Your objective: Only the lines below from the one containing "the shallower taps." to the one containing "nominal stride 8." should be repeated, both included and unchanged.

___ Data to use ___

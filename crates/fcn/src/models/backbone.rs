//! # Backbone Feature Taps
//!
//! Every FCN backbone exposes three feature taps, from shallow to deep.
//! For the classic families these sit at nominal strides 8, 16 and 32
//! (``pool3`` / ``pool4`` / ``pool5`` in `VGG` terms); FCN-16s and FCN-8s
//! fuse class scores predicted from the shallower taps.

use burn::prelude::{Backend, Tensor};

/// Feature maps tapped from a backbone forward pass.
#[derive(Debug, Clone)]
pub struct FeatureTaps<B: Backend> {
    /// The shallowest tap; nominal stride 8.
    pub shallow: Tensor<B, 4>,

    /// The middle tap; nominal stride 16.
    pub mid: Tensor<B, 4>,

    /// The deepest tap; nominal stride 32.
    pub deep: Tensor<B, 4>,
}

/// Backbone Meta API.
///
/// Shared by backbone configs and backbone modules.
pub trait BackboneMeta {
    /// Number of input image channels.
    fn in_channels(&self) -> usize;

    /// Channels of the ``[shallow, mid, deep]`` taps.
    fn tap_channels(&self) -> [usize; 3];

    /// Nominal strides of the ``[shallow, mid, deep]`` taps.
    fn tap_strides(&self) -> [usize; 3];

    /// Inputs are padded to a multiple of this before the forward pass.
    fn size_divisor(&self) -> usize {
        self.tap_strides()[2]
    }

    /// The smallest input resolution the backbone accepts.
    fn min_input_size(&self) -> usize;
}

___

Answer for the task:
//! fuse class scores predicted from the shallower taps.

use burn::prelude::{Backend, Tensor};

/// Feature maps tapped from a backbone forward pass.
#[derive(Debug, Clone)]
pub struct FeatureTaps<B: Backend> {
    /// The shallowest tap; nominal stride 8.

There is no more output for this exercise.